Thursday, August 02, 2007

Whatever Happened to the New American Era?

Last superpower standing In 1991 the Soviet Union collapsed. The USA was left as the world’s only superpower, dominant not only in the military and diplomatic domains, but also economically, politically and culturally. A New American Era (NAE) was supposed to begin. The first decade following the collapse of the USSR appeared to confirm that a new American hegemony had indeed started. Around the middle of the 1990s, the era of low productivity growth in the US, which had started with the oil crisis of 1973, transformed into an era of high productivity growth, driven by what became known as the New Economy (the application of information and communication technology (ICT) to a growing number of manufacturing and services products and processes). Nobel Laureate Robert Solow’s quip that “You can see the computer age everywhere but in the productivity statistics”, at last ceased to be true, at any rate in the US. The stock market found itself launched on a massive ‘hausse’.

The collapse of the Soviet Union was more than the defeat and disappearance of a rival power – events like that litter the history books and are of no great interest except for those living through them. The collapse of the Soviet Union represented the death of a political and economic system, and of the quasi-religious ideology associated with it. Communism and central planning in the former Soviet Union and in Central, Eastern and South-Eastern Europe, were defeated by, and made way, for market economics and pluralistic, democratic political systems. It was viewed by many in America as the triumph of the American Way over the forces of darkness.

Globalisation The triumph of capitalism over communism and of liberal pluralistic democracy over totalitarian one-party rule appeared a natural complement to the wider processes of globalisation that were transforming the global economic, political, social and cultural domains. During the 1990s, globalisation looked to many commentators, not only American, as though it was made for (and in the views of some even made by) the United States. By globalisation I mean the steady decline in importance of national boundaries and geographical distance as constraints on mobility.
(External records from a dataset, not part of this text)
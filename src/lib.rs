// Copyright (c) 2025 Fabstir
// SPDX-License-Identifier: BUSL-1.1
pub mod api;
pub mod proxy;
pub mod version;

pub use api::{create_app, start_server, AppState};
pub use proxy::{Credentials, FetchProxy, FetchRequest, FetchResult, ProxyConfig};
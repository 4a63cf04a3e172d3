// Copyright (c) 2025 Fabstir
// SPDX-License-Identifier: BUSL-1.1
use anyhow::{Context, Result};
use clap::Parser;
use std::path::PathBuf;
use tracing_subscriber::EnvFilter;
use webfetch_proxy::{api::start_server, proxy::ProxyConfig, version};

/// Mediating HTTP fetch proxy
#[derive(Parser, Debug)]
#[command(name = "webfetch-proxy")]
#[command(version = version::VERSION)]
#[command(about = "HTTP fetch proxy with caching, rate limiting and domain policy", long_about = None)]
struct Args {
    /// TOML configuration file
    #[arg(long, short, env = "WEBFETCH_CONFIG")]
    config: Option<PathBuf>,

    /// Listen address, overrides the config file
    #[arg(long)]
    host: Option<String>,

    /// Listen port, overrides the config file
    #[arg(long)]
    port: Option<u16>,
}

#[tokio::main]
async fn main() -> Result<()> {
    dotenv::dotenv().ok();

    // Initialize logging
    let filter = EnvFilter::try_from_default_env().unwrap_or_else(|_| EnvFilter::new("info"));
    tracing_subscriber::fmt().with_env_filter(filter).init();

    let args = Args::parse();

    let mut config = ProxyConfig::load(args.config.as_deref()).context("Failed to load configuration")?;
    if let Some(host) = args.host {
        config.server.host = host;
    }
    if let Some(port) = args.port {
        config.server.port = port;
    }
    config.validate().context("Invalid configuration")?;

    tracing::info!("Starting {}", version::get_version_string());
    tracing::debug!("Effective configuration: {:?}", config.sanitized());

    start_server(config).await
}
// Copyright (c) 2025 Fabstir
// SPDX-License-Identifier: BUSL-1.1
//! Content classification and metadata extraction
//!
//! Derives a content type, structural and status tags, and HTML metadata
//! from a fetched response. Classification never fails; anything odd is
//! reported as a warning alongside the result.

use scraper::{Html, Selector};
use std::collections::{BTreeMap, BTreeSet};

use super::executor::strip_parameters;

/// Bytes inspected when sniffing a body
const SNIFF_BYTES: usize = 512;

/// Output of [`ContentClassifier::classify`]
#[derive(Debug, Clone, Default, PartialEq)]
pub struct Classification {
    pub content_type: String,
    pub tags: BTreeSet<String>,
    pub metadata: BTreeMap<String, String>,
    pub warnings: Vec<String>,
}

#[derive(Debug, Clone)]
pub struct ContentClassifier {
    auto_tagging: bool,
    content_analysis: bool,
    max_parse_bytes: usize,
}

impl Default for ContentClassifier {
    fn default() -> Self {
        Self::new(true, true, 256 * 1024)
    }
}

impl ContentClassifier {
    pub fn new(auto_tagging: bool, content_analysis: bool, max_parse_bytes: usize) -> Self {
        Self {
            auto_tagging,
            content_analysis,
            max_parse_bytes: max_parse_bytes.max(SNIFF_BYTES),
        }
    }

    pub fn classify(
        &self,
        status: Option<u16>,
        declared_type: &str,
        body: &[u8],
        caller_tags: &BTreeSet<String>,
    ) -> Classification {
        let mut warnings = Vec::new();

        let declared = strip_parameters(declared_type);
        let content_type = if declared.is_empty() || declared == "application/octet-stream" {
            sniff(body).unwrap_or(declared)
        } else {
            declared
        };

        let mut tags = caller_tags.clone();
        if self.auto_tagging {
            tags.extend(structural_tags(&content_type).iter().map(|t| t.to_string()));
            if let Some(tag) = status.and_then(status_tag) {
                tags.insert(tag.to_string());
            }
        }

        let mut metadata = BTreeMap::new();
        if self.content_analysis && !body.is_empty() {
            if content_type.contains("html") {
                metadata = self.html_metadata(body, &mut warnings);
            } else if content_type.contains("json") && serde_json::from_slice::<serde_json::Value>(body).is_err() {
                warnings.push("declared JSON body does not parse".to_string());
            }
        }

        Classification {
            content_type,
            tags,
            metadata,
            warnings,
        }
    }

    fn html_metadata(&self, body: &[u8], warnings: &mut Vec<String>) -> BTreeMap<String, String> {
        let prefix = &body[..body.len().min(self.max_parse_bytes)];
        if prefix.len() < body.len() {
            warnings.push(format!(
                "metadata parsed from first {} of {} bytes",
                prefix.len(),
                body.len()
            ));
        }
        if let Err(e) = std::str::from_utf8(prefix) {
            // A cut at the prefix boundary is expected
            if e.error_len().is_some() {
                warnings.push("HTML body is not valid UTF-8".to_string());
            }
        }

        let html = String::from_utf8_lossy(prefix);
        extract_html_metadata(&html)
    }
}

/// Title, description, keywords, language and canonical URL from an HTML document
pub fn extract_html_metadata(html: &str) -> BTreeMap<String, String> {
    let document = Html::parse_document(html);
    let mut metadata = BTreeMap::new();

    let title = select_text(&document, "title")
        .or_else(|| select_attr(&document, "meta[property='og:title']", "content"));
    if let Some(title) = title {
        metadata.insert("title".to_string(), title);
    }

    let description = select_attr(&document, "meta[name='description']", "content")
        .or_else(|| select_attr(&document, "meta[property='og:description']", "content"));
    if let Some(description) = description {
        metadata.insert("description".to_string(), description);
    }

    if let Some(keywords) = select_attr(&document, "meta[name='keywords']", "content") {
        let keywords = keywords
            .split(',')
            .map(str::trim)
            .filter(|k| !k.is_empty())
            .collect::<Vec<_>>()
            .join(", ");
        if !keywords.is_empty() {
            metadata.insert("keywords".to_string(), keywords);
        }
    }

    if let Some(lang) = select_attr(&document, "html", "lang") {
        metadata.insert("language".to_string(), lang);
    }

    if let Some(canonical) = select_attr(&document, "link[rel='canonical']", "href") {
        metadata.insert("canonical_url".to_string(), canonical);
    }

    metadata
}

fn select_text(document: &Html, selector: &str) -> Option<String> {
    let selector = Selector::parse(selector).ok()?;
    let element = document.select(&selector).next()?;
    non_empty(&element.text().collect::<Vec<_>>().join(" "))
}

fn select_attr(document: &Html, selector: &str, attr: &str) -> Option<String> {
    let selector = Selector::parse(selector).ok()?;
    document
        .select(&selector)
        .find_map(|element| element.value().attr(attr).and_then(non_empty))
}

/// Collapse whitespace; `None` when nothing is left
fn non_empty(text: &str) -> Option<String> {
    let collapsed = text.split_whitespace().collect::<Vec<_>>().join(" ");
    (!collapsed.is_empty()).then_some(collapsed)
}

/// Guess a content type from the leading bytes of a body
fn sniff(body: &[u8]) -> Option<String> {
    if body.is_empty() {
        return None;
    }
    let head = &body[..body.len().min(SNIFF_BYTES)];

    let magic: &[(&[u8], &str)] = &[
        (b"%PDF-", "application/pdf"),
        (b"\x89PNG\r\n\x1a\n", "image/png"),
        (b"\xFF\xD8\xFF", "image/jpeg"),
        (b"GIF87a", "image/gif"),
        (b"GIF89a", "image/gif"),
    ];
    if let Some((_, ct)) = magic.iter().find(|(sig, _)| head.starts_with(sig)) {
        return Some(ct.to_string());
    }

    let text = match std::str::from_utf8(head) {
        Ok(text) => text,
        Err(e) if e.error_len().is_none() => {
            // Multi-byte character cut at the sniff boundary
            std::str::from_utf8(&head[..e.valid_up_to()]).unwrap_or_default()
        }
        Err(_) => return Some("application/octet-stream".to_string()),
    };

    let trimmed = text.trim_start_matches('\u{feff}').trim_start();
    let lowered = trimmed.to_ascii_lowercase();

    if lowered.starts_with("<!doctype html") || lowered.starts_with("<html") || lowered.contains("<head") {
        return Some("text/html".to_string());
    }
    if lowered.starts_with("<?xml") || lowered.starts_with("<rss") || lowered.starts_with("<feed") {
        let ct = if lowered.contains("<rss") {
            "application/rss+xml"
        } else if lowered.contains("<feed") {
            "application/atom+xml"
        } else {
            "application/xml"
        };
        return Some(ct.to_string());
    }
    if (trimmed.starts_with('{') || trimmed.starts_with('['))
        && serde_json::from_slice::<serde_json::Value>(body).is_ok()
    {
        return Some("application/json".to_string());
    }
    if text
        .chars()
        .all(|c| !c.is_control() || c.is_whitespace())
    {
        return Some("text/plain".to_string());
    }
    Some("application/octet-stream".to_string())
}

fn structural_tags(content_type: &str) -> Vec<&'static str> {
    let ct = content_type;
    if ct.is_empty() {
        return Vec::new();
    }
    if ct.contains("html") {
        return vec!["html"];
    }
    if ct.contains("json") {
        return vec!["json"];
    }
    if ct.contains("rss") || ct.contains("atom") {
        return vec!["feed", "xml"];
    }
    if ct.contains("xml") {
        return vec!["xml"];
    }
    if ct.starts_with("text/") {
        return vec!["text"];
    }
    if ct.starts_with("image/") {
        return vec!["image"];
    }
    if ct.contains("pdf") {
        return vec!["pdf"];
    }
    vec!["binary"]
}

fn status_tag(status: u16) -> Option<&'static str> {
    match status {
        300..=399 => Some("redirect"),
        400..=499 => Some("client-error"),
        500..=599 => Some("server-error"),
        _ => None,
    }
}
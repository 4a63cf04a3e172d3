// Copyright (c) 2025 Fabstir
// SPDX-License-Identifier: BUSL-1.1
//! Fetch API response types

use base64::Engine;
use serde::{Deserialize, Serialize};
use std::collections::{BTreeMap, BTreeSet};

use crate::proxy::{ErrorKind, FetchResult};

/// How `content` is encoded
#[derive(Debug, Clone, Copy, PartialEq, Eq, Serialize, Deserialize)]
#[serde(rename_all = "lowercase")]
pub enum ContentEncoding {
    Utf8,
    Base64,
}

/// Error attached to a per-item response
#[derive(Debug, Clone, PartialEq, Serialize, Deserialize)]
#[serde(rename_all = "camelCase")]
pub struct ItemError {
    /// `rateLimited`, `domainBlocked`, `unauthenticated`, `timeout`,
    /// `connectionError`, `tlsError` or `invalidRequest`
    pub kind: String,
    pub message: String,
    #[serde(skip_serializing_if = "Option::is_none")]
    pub retry_after_secs: Option<u64>,
    pub retryable: bool,
}

impl From<&ErrorKind> for ItemError {
    fn from(kind: &ErrorKind) -> Self {
        let tag = serde_json::to_value(kind)
            .ok()
            .and_then(|v| v.get("kind").and_then(|k| k.as_str()).map(str::to_string))
            .unwrap_or_else(|| kind.code().to_lowercase());
        Self {
            kind: tag,
            message: kind.to_string(),
            retry_after_secs: kind.retry_after_secs(),
            retryable: kind.is_retryable(),
        }
    }
}

/// Response body for POST /fetch and each bulk item
#[derive(Debug, Clone, Serialize, Deserialize)]
#[serde(rename_all = "camelCase")]
pub struct FetchApiResponse {
    pub request_id: String,
    pub url: String,
    pub final_url: String,
    pub success: bool,
    pub status_code: Option<u16>,
    pub content_type: String,
    pub headers: BTreeMap<String, String>,
    pub content: String,
    pub content_encoding: ContentEncoding,
    pub size_bytes: usize,
    pub execution_time_ms: u64,
    pub cache_hit: bool,
    pub tags: BTreeSet<String>,
    pub metadata: BTreeMap<String, String>,
    pub error: Option<ItemError>,
}

impl From<FetchResult> for FetchApiResponse {
    fn from(result: FetchResult) -> Self {
        let (content, content_encoding) = match std::str::from_utf8(&result.body) {
            Ok(text) => (text.to_string(), ContentEncoding::Utf8),
            Err(_) => (
                base64::engine::general_purpose::STANDARD.encode(&result.body),
                ContentEncoding::Base64,
            ),
        };

        Self {
            request_id: result.request_id,
            url: result.url,
            final_url: result.final_url,
            success: result.success,
            status_code: result.status_code,
            content_type: result.content_type,
            headers: result.headers,
            content,
            content_encoding,
            size_bytes: result.size_bytes,
            execution_time_ms: result.execution_time.as_millis() as u64,
            cache_hit: result.cache_hit,
            tags: result.tags,
            metadata: result.metadata,
            error: result.error.as_ref().map(ItemError::from),
        }
    }
}

impl FetchApiResponse {
    /// Item for a URL that failed validation before reaching the pipeline
    pub fn invalid(request_id: String, url: String, message: String) -> Self {
        Self {
            request_id,
            final_url: url.clone(),
            url,
            success: false,
            status_code: None,
            content_type: String::new(),
            headers: BTreeMap::new(),
            content: String::new(),
            content_encoding: ContentEncoding::Utf8,
            size_bytes: 0,
            execution_time_ms: 0,
            cache_hit: false,
            tags: BTreeSet::new(),
            metadata: BTreeMap::new(),
            error: Some(ItemError {
                kind: "invalidRequest".to_string(),
                message,
                retry_after_secs: None,
                retryable: false,
            }),
        }
    }
}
A new phase of this process began following the end of World War II and picked up speed and widened its scope relentlessly. People, goods and services, factors of production and their owners, financial capital, enterprises, technology, brand names, knowledge, ideas, culture, values and religious beliefs all move more easily across national frontiers than at any time since the beginning of World War I.

This process of globalisation affects virtually every nation or region in the world. The phenomenon is driven, first, by technological advances reducing the cost of transportation, mobility and communication, and second, by deliberate political decisions to reduce or even to eliminate man-made barriers to international mobility.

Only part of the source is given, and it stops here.